By DAVID MOON, Moon Capital Management, LLC
May 17, 2009

When the U.S. Treasury first announced that the largest banks in the country would have to undergo stress tests and the results would be made public, I had a vision of Wall Street CEOs engaging in a sort of World’s Strongest Man competition.

Citigroup’s CEO would strap himself to a corporate jet and pull it across an airfield.

Bank of America’s Ken Lewis would bench press an actual home on which he had foreclosed.

Mercifully, that’s not quite what Treasury Secretary Timothy Geithner had in mind. He wanted to tell the world how much capital these banks would need to raise if all hell broke loose in the financial world.

That’s a little like telling someone to put on his motorcycle helmet after the crash.

If the most talented economists in the world can do little more than tell us to put on our helmets after the accident, what useful purpose do they serve?

That’s a question Business Week magazine posed in its April 27 cover story, “What good are economists anyway?”

Economists are always nice to have at parties; they guarantee that none of your other guests are the most boring people in attendance.

Just don’t ask them how the economy is doing.

Some of the brightest economic thinkers in our country failed to forecast our current recession. Then they missed the depth of the housing problem. Unemployment forecasts have been worthless.

These failures occurred by Federal Reserve Board economists, university researchers and the economic chiefs at the large Wall Street firms.

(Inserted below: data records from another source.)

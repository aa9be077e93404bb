use crate::{BackendKind, CoreError, Prefs};
use mockrun_library::ReleaseSource;
use serde_json::Value;
use tracing::{debug, trace, warn};

/// Cached "latest" lookups younger than this are trusted without a network call.
pub const VERSION_CHECK_THRESHOLD_SECS: i64 = 86_400;

fn latest_key(kind: BackendKind) -> String {
    format!("{kind}.latest")
}

fn last_check_key(kind: BackendKind) -> String {
    format!("{kind}.last_version_check")
}

/// Strip the leading `v` from a release tag.
pub fn normalize_tag(tag: &str) -> String {
    let tag = tag.trim();
    tag.strip_prefix('v').unwrap_or(tag).to_owned()
}

/// Highest candidate by semantic version order. Unparsable candidates are
/// skipped; a leading `v` is tolerated.
pub fn highest_version<I, S>(candidates: I) -> Option<String>
where
    I: IntoIterator<Item = S>,
    S: AsRef<str>,
{
    candidates
        .into_iter()
        .filter_map(|c| semver::Version::parse(&normalize_tag(c.as_ref())).ok())
        .max()
        .map(|v| v.to_string())
}

/// Resolves the symbolic version `latest` to a concrete release, caching the
/// answer per engine kind in the preference store.
pub struct VersionResolver {
    source: Box<dyn ReleaseSource>,
    prefs: Prefs,
}

impl VersionResolver {
    pub fn new(source: Box<dyn ReleaseSource>, prefs: Prefs) -> Self {
        Self { source, prefs }
    }

    pub fn resolve_latest(&self, kind: BackendKind, allow_cached: bool) -> Result<String, CoreError> {
        self.resolve_latest_at(kind, allow_cached, chrono::Utc::now().timestamp())
    }

    /// As [`resolve_latest`](Self::resolve_latest) with an explicit clock.
    pub fn resolve_latest_at(
        &self,
        kind: BackendKind,
        allow_cached: bool,
        now: i64,
    ) -> Result<String, CoreError> {
        trace!("resolving latest {kind} version (cache allowed: {allow_cached})");
        let cached = self.read_cache(kind);

        if allow_cached {
            if let Some((version, checked_at)) = &cached {
                if now - checked_at < VERSION_CHECK_THRESHOLD_SECS {
                    debug!("using cached latest {kind} version {version}");
                    return Ok(version.clone());
                }
            }
        }

        match self.source.latest_tag(kind.release_repo()) {
            Ok(tag) => {
                let version = normalize_tag(&tag);
                if let Err(e) = self.prefs.write_properties(vec![
                    (latest_key(kind), Value::from(version.clone())),
                    (last_check_key(kind), Value::from(now)),
                ]) {
                    warn!("failed to record latest {kind} version: {e}");
                }
                debug!("resolved latest {kind} version {version}");
                Ok(version)
            }
            Err(e) if allow_cached => match cached {
                Some((version, _)) => {
                    warn!("failed to fetch latest {kind} version ({e}), using cached {version}");
                    Ok(version)
                }
                None => Err(CoreError::VersionResolution(format!(
                    "failed to resolve latest {kind} version ({e}) and no cached version found"
                ))),
            },
            Err(e) => Err(CoreError::VersionResolution(format!(
                "failed to fetch latest {kind} version: {e}"
            ))),
        }
    }

    /// `requested` unless it is `latest`, in which case it is resolved.
    pub fn resolve(&self, kind: BackendKind, requested: &str) -> Result<String, CoreError> {
        if requested == mockrun_library::LATEST {
            self.resolve_latest(kind, true)
        } else {
            Ok(requested.to_owned())
        }
    }

    fn read_cache(&self, kind: BackendKind) -> Option<(String, i64)> {
        let read = || -> Result<Option<(String, i64)>, CoreError> {
            let version = self.prefs.read_string(&latest_key(kind))?;
            let checked_at = self.prefs.read_int(&last_check_key(kind))?.unwrap_or(0);
            Ok(version
                .filter(|v| !v.is_empty())
                .map(|v| (v, checked_at)))
        };
        read().unwrap_or_else(|e| {
            warn!("ignoring unreadable version cache: {e}");
            None
        })
    }
}
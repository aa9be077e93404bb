use super::cli::DockerCli;
use crate::backend::Provider;
use crate::RuntimeError;
use mockrun_core::{BackendKind, PullPolicy};
use tracing::{debug, info};

/// Image repository for a container kind, prefixed with `registry`.
pub fn image_repository(kind: BackendKind, registry: &str) -> Result<String, RuntimeError> {
    let repo = match kind {
        BackendKind::Docker => "outofcoffee/imposter",
        BackendKind::DockerAll => "outofcoffee/imposter-all",
        BackendKind::DockerDistroless => "outofcoffee/imposter-distroless",
        other => {
            return Err(RuntimeError::UnknownBackend(format!(
                "{other} is not a container engine"
            )))
        }
    };
    Ok(format!("{registry}{repo}"))
}

/// Ensures the engine image is present in the local docker image store.
pub struct ImageProvider {
    kind: BackendKind,
    version: String,
    registry: String,
    repository: String,
    docker: DockerCli,
    image: Option<String>,
}

impl ImageProvider {
    pub fn new(
        kind: BackendKind,
        version: &str,
        registry: &str,
        docker: DockerCli,
    ) -> Result<Self, RuntimeError> {
        Ok(Self {
            kind,
            version: version.to_owned(),
            registry: registry.to_owned(),
            repository: image_repository(kind, registry)?,
            docker,
            image: None,
        })
    }

    pub fn image_ref(&self) -> String {
        format!("{}:{}", self.repository, self.version)
    }

    /// The image reference located by the last successful `provide`.
    pub fn image(&self) -> Option<&str> {
        self.image.as_deref()
    }

    fn pull(&self, image: &str) -> Result<(), RuntimeError> {
        info!("pulling '{}' engine image", self.version);
        // bare repositories are pulled from Docker Hub explicitly
        let source = if self.registry.is_empty() {
            format!("docker.io/{image}")
        } else {
            image.to_owned()
        };
        self.docker.pull(&source)
    }
}

impl Provider for ImageProvider {
    fn kind(&self) -> BackendKind {
        self.kind
    }

    fn version(&self) -> &str {
        &self.version
    }

    fn provide(&mut self, policy: PullPolicy) -> Result<(), RuntimeError> {
        let image = self.image_ref();
        match policy {
            PullPolicy::Skip => {}
            PullPolicy::IfNotPresent => {
                if self.docker.image_present(&image)? {
                    debug!("engine image '{image}' already present");
                } else {
                    self.pull(&image)?;
                }
            }
            PullPolicy::Always => self.pull(&image)?,
        }
        self.image = Some(image);
        Ok(())
    }

    fn satisfied(&self) -> bool {
        self.image.is_some()
    }
}

#[cfg(test)]
mod tests {
    use super::*;

    #[test]
    fn repositories_per_kind() {
        assert_eq!(
            image_repository(BackendKind::Docker, "").unwrap(),
            "outofcoffee/imposter"
        );
        assert_eq!(
            image_repository(BackendKind::DockerAll, "registry.example.com/").unwrap(),
            "registry.example.com/outofcoffee/imposter-all"
        );
        assert_eq!(
            image_repository(BackendKind::DockerDistroless, "").unwrap(),
            "outofcoffee/imposter-distroless"
        );
        assert!(image_repository(BackendKind::Jvm, "").is_err());
    }

    #[test]
    fn skip_policy_never_touches_docker() {
        let mut provider = ImageProvider::new(
            BackendKind::Docker,
            "4.2.0",
            "",
            DockerCli::new("/nonexistent/docker"),
        )
        .unwrap();
        assert!(!provider.satisfied());
        provider.provide(PullPolicy::Skip).unwrap();
        assert!(provider.satisfied());
        assert_eq!(provider.image(), Some("outofcoffee/imposter:4.2.0"));
    }

    #[test]
    fn if_not_present_surfaces_daemon_failure() {
        let mut provider = ImageProvider::new(
            BackendKind::DockerAll,
            "latest",
            "",
            DockerCli::new("/nonexistent/docker"),
        )
        .unwrap();
        assert!(matches!(
            provider.provide(PullPolicy::IfNotPresent),
            Err(RuntimeError::Acquisition(_))
        ));
        assert!(!provider.satisfied());
    }
}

Of course, if the Wall Street economists were all that great, we wouldn’t have conducted public stress tests of the nation’s largest banks.

Even former Federal Reserve Board Chairman Alan Greenspan is egg-fared. He once argued that it was unlikely that the U.S. could ever experience a housing bubble, because there isn’t a single national housing market.

Has anyone’s reputation diminished as quickly and significantly following their retirement as has Greenspan’s?

Within the last few days, some economists have gone on record as saying the current recession is over. Strategists for both Barclays Capital and Charles Schwab recently proclaimed that the recession likely ended in April.

I hope they are right. There are clearly some positive signals, but I’m not sure I am ready to extrapolate those positive signals into a full-fledged recovery conclusion.

The most promising signals are, in my opinion, in the housing area. Existing home sales declined three percent in March, but the rate of decline has been slowing significantly. A year ago, existing homes sales were declining as much as 25 percent a month.

There are also fewer homes for sale, as measured by the number of months it would take to sell all of the homes on the market at the current rate of sales. After peaking at 14 months in January, there are now only nine months of home inventory for sale.

The long-term average is about six months.

Hopefully we can trust this housing data. I’m not so sure we can trust the economists.